Any Racial/Ethnic Variables that May Impact Physiological Functioning

Firstly, the patient has a history of COPD, indicating previous exposures to risk factors such as passive and active smoking, exposure to dust and chemicals, and occupational exposure to pollutants. However, it is essential to consider the ethnic risk factors for COPD. Ethnicity entails aspects such as racial backgrounds. As a result, it is vital to interpret ethnic variables from the lens of genetic predisposition to COPD. According to Hall et al. (2018), alpha-1-antitrypsin (A1AT) can increase individual susceptibility to emphysema. In this sense, an inherited mutation in the 1 antitrypsin gene can result in the development of COPD at an early age among non-smokers.

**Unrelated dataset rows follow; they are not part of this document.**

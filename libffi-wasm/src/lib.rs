//! Safe(r) wasm32 bindings for libffi’s calling-convention machinery:
//! dynamic calls to, and closures masquerading as, entries in a wasm
//! table.
//!
//! The goal of this crate is to make it easy to write code that
//! dynamically creates functions using the [C foreign function
//! interface library (libffi)](https://sourceware.org/libffi/),
//! adapted to a world where “native code pointer” means “wasm table
//! index”, and the actual `call_indirect` is always performed by a
//! host outside this crate’s control (a JS runtime, or a WASI-like
//! embedder).
//!
//! # Layers
//!
//! This crate has three layers, each built on top of the last:
//!
//!   * [`low`] is intended to be a thin, safe(r) wrapper around the
//!     wasm32 machine-dependent core in `libffi-wasm-sys`. It exposes
//!     the same [`CodePtr`](low::CodePtr) abstraction, `ffi_cif`
//!     preparation, dynamic call, and closure allocation primitives,
//!     but wraps them in `Result`s and takes care not to expose
//!     uninitialized memory to safe Rust.
//!
//!   * [`mod@middle`] is a medium-level API inspired by libffi’s own
//!     C API. It has less overhead than [`high`], but requires
//!     `unsafe` to use. It also facilitates working with types
//!     other than Rust’s native types, such as structs and complex
//!     numbers.
//!
//!   * [`mod@high`] is a highly safe, (mostly) automated API for
//!     generating Rust closures that can be called from C, and vice
//!     versa. Most of the time, this is the layer you should use,
//!     unless you need the additional flexibility offered by
//!     [`mod@middle`].
//!
//! Because there is no portable way to obtain a callable function
//! pointer from a dynamically-installed wasm32 function (the
//! `call_indirect` instruction always names an immediate, statically
//! known type and slot), the code pointer types in all three layers
//! identify a wasm table slot rather than anything directly callable
//! from Rust. Forward calls still work end to end — the host performs
//! the indirect call on our behalf — but a closure’s slot can only be
//! invoked by the host, never by handing it back into this crate.
//!
//! # Examples
//!
//! ```
//! use libffi_wasm::high::call;
//!
//! let slot = libffi_wasm_sys::host::mock::install_native(Box::new(
//!     |args: *const u8, _args_len: usize, results: *mut u8, _results_len: usize| unsafe {
//!         let m = i64::from_le_bytes(core::slice::from_raw_parts(args, 8).try_into().unwrap());
//!         let n = i64::from_le_bytes(
//!             core::slice::from_raw_parts(args.add(8), 8).try_into().unwrap(),
//!         );
//!         core::ptr::copy_nonoverlapping((m + n).to_le_bytes().as_ptr(), results, 8);
//!     },
//! ));
//!
//! let result: i64 = unsafe {
//!     call::call(
//!         call::CodePtr::from_table_index(slot),
//!         &[call::arg(&5i64), call::arg(&7i64)],
//!     )
//! };
//!
//! assert_eq!(12, result);
//! ```
//!
//! # Features
//!
//! This crate carries the same feature set as `libffi-wasm-sys`:
//!
//!   * `std` (on by default) links `std` for process-level aborts on
//!     fatal errors; without it, fatal errors trap instead.
//!   * `host-js` targets a JS-hosted wasm32 runtime (`wasm-bindgen`),
//!     where forward calls and closure installation go through
//!     `Function.prototype.apply` and a JS-side table.
//!   * `host-wasi` targets a WASI-like embedder that exposes the wasm
//!     table and an indirect-call import directly.
//!   * `complex` adds [`high::c_c32`] and [`high::c_c64`], laid out
//!     like C’s complex float/double but not ABI-correct for argument
//!     passing — see the type documentation.
//!   * `host-mock` (test-only) swaps in an in-process mock host so
//!     this crate’s own test suite, and the [`high::FnPtr1`]-and-
//!     friends `.call()` convenience methods, can exercise the full
//!     dynamic-call and closure-invocation paths without a real wasm
//!     runtime.

#![cfg_attr(not(feature = "std"), no_std)]

extern crate alloc;
#[cfg(feature = "std")]
extern crate std;

pub mod high;
pub mod low;
pub mod middle;

pub use high::call::arg;
pub use middle::CodePtr;
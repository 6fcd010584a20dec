//! The two error classes from spec.md §7: declarative return codes handed
//! back to the front-end, and fatal conditions that abort the process.

pub use crate::raw::Status;

/// Logs `msg` at `error` level and aborts. Every call site here indicates a
/// programmer or platform error, never a recoverable runtime condition
/// (spec.md §7): an unknown type kind reaching the machdep layer after
/// canonicalisation, a host primitive failure, or a CIF with an
/// unrecognised ABI tag.
#[cold]
pub fn fatal(msg: &str) -> ! {
    log::error!("libffi-wasm: fatal: {msg}");
    #[cfg(feature = "std")]
    {
        std::process::abort();
    }
    #[cfg(not(feature = "std"))]
    {
        // No portable stable abort in `core`; trap by looping forever so
        // the host's watchdog (or wasm `unreachable`, once stabilised for
        // this purpose) is what actually tears the instance down.
        loop {}
    }
}
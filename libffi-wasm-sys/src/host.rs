//! The two small runtime primitives the core consumes from its host
//! (spec.md §6), plus (test-only) an in-process mock of both.
//!
//! Exactly one of `host-wasi` / `host-js` is expected to be linked into a
//! real build; `host-mock` stands in for either when exercising the core
//! from ordinary `cargo test`.

use crate::classify::SlotKind;

/// Kind tags passed across the host boundary, matching spec.md §6's
/// neutral interface numbering.
pub const KIND_I32: u32 = SlotKind::I32 as u32;
pub const KIND_I64: u32 = SlotKind::I64 as u32;
pub const KIND_F32: u32 = SlotKind::F32 as u32;
pub const KIND_F64: u32 = SlotKind::F64 as u32;

/// Error signalled by a host primitive; always fatal at the call site
/// (spec.md §7).
#[derive(Debug, Clone, Copy, PartialEq, Eq)]
pub struct HostError;

#[cfg(feature = "host-wasi")]
pub mod wasi {
    //! Variant A: a table-indexed dynamic call plus a fixed backing
    //! function installed by the host at a reserved slot.

    use super::HostError;

    #[link(wasm_import_module = "libffi_wasm")]
    extern "C" {
        #[link_name = "call_dynamic"]
        fn host_call_dynamic(
            fn_index: u32,
            args_ptr: *const u8,
            args_len: u32,
            results_ptr: *mut u8,
            results_len: u32,
        ) -> i32;

        #[link_name = "closure_allocate"]
        fn host_closure_allocate(fn_index_out: *mut u32) -> i32;

        #[link_name = "closure_prepare"]
        fn host_closure_prepare(
            backing_fn: u32,
            fn_index: u32,
            arg_kinds_ptr: *const u8,
            arg_kinds_len: u32,
            result_kinds_ptr: *const u8,
            result_kinds_len: u32,
            user_data: *mut u8,
        ) -> i32;

        #[link_name = "closure_free"]
        fn host_closure_free(fn_index: u32) -> i32;
    }

    /// # Safety
    /// `args_ptr`/`results_ptr` must reference buffers of at least
    /// `args_len`/`results_len` bytes.
    pub unsafe fn call_dynamic(
        fn_index: u32,
        args_ptr: *const u8,
        args_len: u32,
        results_ptr: *mut u8,
        results_len: u32,
    ) -> Result<(), HostError> {
        // SAFETY: forwarded verbatim to the host import.
        let rc = unsafe { host_call_dynamic(fn_index, args_ptr, args_len, results_ptr, results_len) };
        if rc == 0 {
            Ok(())
        } else {
            Err(HostError)
        }
    }

    pub fn closure_allocate() -> Result<u32, HostError> {
        let mut slot = 0u32;
        // SAFETY: `&mut slot` is a valid `*mut u32` for the duration of
        // the call.
        let rc = unsafe { host_closure_allocate(&mut slot) };
        if rc == 0 {
            Ok(slot)
        } else {
            Err(HostError)
        }
    }

    /// # Safety
    /// `arg_kinds`/`result_kinds` must be valid for their stated lengths;
    /// `user_data` must remain valid for as long as the installed
    /// trampoline may be invoked.
    pub unsafe fn closure_prepare(
        backing_fn: u32,
        fn_index: u32,
        arg_kinds: &[u8],
        result_kinds: &[u8],
        user_data: *mut u8,
    ) -> Result<(), HostError> {
        // SAFETY: slices are valid by the caller's contract; lengths match
        // what is passed.
        let rc = unsafe {
            host_closure_prepare(
                backing_fn,
                fn_index,
                arg_kinds.as_ptr(),
                arg_kinds.len() as u32,
                result_kinds.as_ptr(),
                result_kinds.len() as u32,
                user_data,
            )
        };
        if rc == 0 {
            Ok(())
        } else {
            Err(HostError)
        }
    }

    pub fn closure_free(fn_index: u32) -> Result<(), HostError> {
        // SAFETY: no preconditions beyond a valid `fn_index`, which the
        // host validates itself.
        let rc = unsafe { host_closure_free(fn_index) };
        if rc == 0 {
            Ok(())
        } else {
            Err(HostError)
        }
    }
}

#[cfg(feature = "host-js")]
pub mod js {
    //! Variant B: linear-memory views, a scratch wasm stack, and
    //! host-function-to-wasm-function conversion.

    use js_sys::Function;
    use wasm_bindgen::prelude::*;

    #[wasm_bindgen]
    extern "C" {
        #[wasm_bindgen(js_name = stackSave)]
        pub fn stack_save() -> i32;
        #[wasm_bindgen(js_name = stackRestore)]
        pub fn stack_restore(sp: i32);
        #[wasm_bindgen(js_name = stackAlloc)]
        pub fn stack_alloc(size: i32) -> i32;

        #[wasm_bindgen(js_name = getWasmTableEntry)]
        pub fn get_wasm_table_entry(index: u32) -> Function;
        #[wasm_bindgen(js_name = setWasmTableEntry)]
        pub fn set_wasm_table_entry(index: u32, f: &Function);
        #[wasm_bindgen(js_name = getEmptyTableSlot)]
        pub fn get_empty_table_slot() -> u32;

        #[wasm_bindgen(js_name = convertJsFunctionToWasm, catch)]
        pub fn convert_js_function_to_wasm(f: &Function, sig: &str) -> Result<Function, JsValue>;

        /// Emscripten's `setValue`/`getValue` runtime helpers, used by the
        /// generated JS trampoline body to read/write scalars on the wasm
        /// stack without a dedicated memory-view import per primitive type.
        #[wasm_bindgen(js_name = setValue)]
        pub fn set_value(ptr: i32, value: f64, js_type: &str);
        #[wasm_bindgen(js_name = getValue)]
        pub fn get_value(ptr: i32, js_type: &str) -> f64;
    }

    /// Forward calls under the JS-hosted variant go straight through the
    /// table entry as a JS-callable `Function` rather than a dedicated
    /// dynamic-call import: unlike the WASI-like variant, the host here
    /// already hands us directly-callable JS functions for table entries.
    ///
    /// `arg_kinds` decodes `args_ptr`'s bytes into JS numbers/bigints in
    /// argument order; `result_kind` (absent for indirect returns) decodes
    /// a single value back out of `results_ptr`.
    ///
    /// # Safety
    /// `args_ptr`/`results_ptr` must be valid for the byte ranges implied
    /// by `arg_kinds`/`result_kind`.
    pub unsafe fn call_dynamic(
        fn_index: u32,
        args_ptr: *const u8,
        arg_kinds: &[crate::classify::SlotKind],
        results_ptr: *mut u8,
        result_kind: Option<crate::classify::SlotKind>,
    ) -> Result<(), super::HostError> {
        use crate::classify::SlotKind;

        let target = get_wasm_table_entry(fn_index);
        let js_args = js_sys::Array::new();
        let mut cursor = 0usize;
        for kind in arg_kinds {
            // SAFETY: caller guarantees enough bytes remain for each kind.
            unsafe {
                match kind {
                    SlotKind::I32 => {
                        let v = i32::from_le_bytes(
                            core::slice::from_raw_parts(args_ptr.add(cursor), 4)
                                .try_into()
                                .unwrap(),
                        );
                        js_args.push(&wasm_bindgen::JsValue::from_f64(v as f64));
                    }
                    SlotKind::F32 => {
                        let v = f32::from_le_bytes(
                            core::slice::from_raw_parts(args_ptr.add(cursor), 4)
                                .try_into()
                                .unwrap(),
                        );
                        js_args.push(&wasm_bindgen::JsValue::from_f64(v as f64));
                    }
                    SlotKind::I64 => {
                        let v = i64::from_le_bytes(
                            core::slice::from_raw_parts(args_ptr.add(cursor), 8)
                                .try_into()
                                .unwrap(),
                        );
                        js_args.push(&js_sys::BigInt::from(v));
                    }
                    SlotKind::F64 => {
                        let v = f64::from_le_bytes(
                            core::slice::from_raw_parts(args_ptr.add(cursor), 8)
                                .try_into()
                                .unwrap(),
                        );
                        js_args.push(&wasm_bindgen::JsValue::from_f64(v));
                    }
                }
            }
            cursor += kind.byte_size();
        }

        let result = target
            .apply(&wasm_bindgen::JsValue::UNDEFINED, &js_args)
            .map_err(|_| super::HostError)?;

        if let Some(kind) = result_kind {
            // SAFETY: `results_ptr` has room for one slot by contract.
            unsafe {
                match kind {
                    SlotKind::I32 => {
                        let v = result.as_f64().ok_or(super::HostError)? as i32;
                        core::ptr::copy_nonoverlapping(v.to_le_bytes().as_ptr(), results_ptr, 4);
                    }
                    SlotKind::F32 => {
                        let v = result.as_f64().ok_or(super::HostError)? as f32;
                        core::ptr::copy_nonoverlapping(v.to_le_bytes().as_ptr(), results_ptr, 4);
                    }
                    SlotKind::I64 => {
                        let big = js_sys::BigInt::new(&result).map_err(|_| super::HostError)?;
                        let v: i64 = big.try_into().map_err(|_| super::HostError)?;
                        core::ptr::copy_nonoverlapping(v.to_le_bytes().as_ptr(), results_ptr, 8);
                    }
                    SlotKind::F64 => {
                        let v = result.as_f64().ok_or(super::HostError)?;
                        core::ptr::copy_nonoverlapping(v.to_le_bytes().as_ptr(), results_ptr, 8);
                    }
                }
            }
        }

        Ok(())
    }
}

/// Test-only in-process stand-in for either host variant: a free-slot
/// pool and a fake table whose entries are ordinary Rust closures, so the
/// round-trip and end-to-end properties (spec.md §8) can be exercised
/// under plain `cargo test`.
#[cfg(feature = "host-mock")]
pub mod mock {
    extern crate std;

    use std::boxed::Box;
    use std::sync::Mutex;
    use std::vec::Vec;

    use super::HostError;

    /// A backing trampoline: `(args_buf, results_buf, closure_ptr)`, matching
    /// the WASI-variant backing function's wasm signature (spec.md §4.6).
    pub type BackingFn = unsafe extern "C" fn(*const u8, *mut u8, *mut u8);

    pub type NativeFn = Box<dyn Fn(*const u8, usize, *mut u8, usize) + Send>;

    enum Slot {
        Free,
        Backing(BackingFn, *mut u8),
        Native(NativeFn),
    }

    // SAFETY: the mock host is driven from a single test thread at a time;
    // the raw pointer inside `Backing` is never dereferenced concurrently.
    unsafe impl Send for Slot {}

    static TABLE: Mutex<Vec<Slot>> = Mutex::new(Vec::new());
    static FREE: Mutex<Vec<u32>> = Mutex::new(Vec::new());

    /// Registers a native callable standing in for a real function pointer
    /// on the forward (`ffi_call`) side, and returns its slot index.
    pub fn install_native(target: NativeFn) -> u32 {
        let mut table = TABLE.lock().unwrap();
        table.push(Slot::Native(target));
        (table.len() - 1) as u32
    }

    /// # Safety
    /// `args_ptr`/`results_ptr` must reference buffers of the stated
    /// lengths expected by the registered target at `fn_index`.
    pub unsafe fn call_dynamic(
        fn_index: u32,
        args_ptr: *const u8,
        args_len: u32,
        results_ptr: *mut u8,
        results_len: u32,
    ) -> Result<(), HostError> {
        let table = TABLE.lock().unwrap();
        match table.get(fn_index as usize) {
            Some(Slot::Native(f)) => {
                f(args_ptr, args_len as usize, results_ptr, results_len as usize);
                Ok(())
            }
            _ => Err(HostError),
        }
    }

    pub fn closure_allocate() -> Result<u32, HostError> {
        let mut table = TABLE.lock().unwrap();
        let mut free = FREE.lock().unwrap();
        if let Some(slot) = free.pop() {
            table[slot as usize] = Slot::Free;
            Ok(slot)
        } else {
            table.push(Slot::Free);
            Ok((table.len() - 1) as u32)
        }
    }

    /// # Safety
    /// `user_data` must remain valid for as long as the slot is prepared.
    pub unsafe fn closure_prepare(
        backing_fn: BackingFn,
        fn_index: u32,
        user_data: *mut u8,
    ) -> Result<(), HostError> {
        let mut table = TABLE.lock().unwrap();
        if (fn_index as usize) >= table.len() {
            return Err(HostError);
        }
        table[fn_index as usize] = Slot::Backing(backing_fn, user_data);
        Ok(())
    }

    pub fn closure_free(fn_index: u32) -> Result<(), HostError> {
        let mut table = TABLE.lock().unwrap();
        if (fn_index as usize) >= table.len() {
            return Err(HostError);
        }
        table[fn_index as usize] = Slot::Free;
        FREE.lock().unwrap().push(fn_index);
        Ok(())
    }

    /// Simulates an external `call_indirect` into a prepared closure slot:
    /// invokes its backing function with the argument/result buffers and
    /// its bound closure pointer.
    ///
    /// # Safety
    /// `args_ptr`/`results_ptr` must be valid for whatever the installed
    /// backing function expects to read/write.
    pub unsafe fn invoke_closure(
        fn_index: u32,
        args_ptr: *const u8,
        results_ptr: *mut u8,
    ) -> Result<(), HostError> {
        let table = TABLE.lock().unwrap();
        match table.get(fn_index as usize) {
            Some(Slot::Backing(f, user_data)) => {
                let f = *f;
                let user_data = *user_data;
                drop(table);
                // SAFETY: forwarded per this function's contract.
                unsafe { f(args_ptr, results_ptr, user_data) };
                Ok(())
            }
            _ => Err(HostError),
        }
    }
}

How These Processes Interact to Affect the Patient

The interplay between cardiovascular and cardiopulmonary pathophysiological processes significantly affects patients with COPD. For instance, COPD leads to pulmonary parenchymal destruction and hypoxic vasoconstriction resulting in increased pulmonary vascular resistance. Other effects of progressive COPD include right ventricle dilation and hypertrophy, septum displacement to the right ventricle, and hypoxia (Hall et al., 2018). As a result, chronic obstructive pulmonary disease increases individual susceptibility to cardiovascular conditions like heart failure and stroke. In turn, this factor is responsible for increased mortality and morbidity.

References

André, S., Conde, B., Fragoso, E., Boléo-Tomé, J. P., Areias, V., & Cardoso, J. (2019). COPD and cardiovascular disease. Pulmonology, 25(3), 168–176. https://doi.org/10.1016/j.pulmoe.2018.09.006

Hall, R., Hall, I. P., & Sayers, I. (2018). Genetic risk factors for the development of pulmonary disease identified by genome-wide association. Respirology, 24(3), 204–214. https://doi.org/10.1111/resp.13436

McCance, K. L. & Huether, S. E. (2019). Pathophysiology: The biologic basis for disease in adults and children (8th ed.). St. Louis, MO: Mosby/Elsevier.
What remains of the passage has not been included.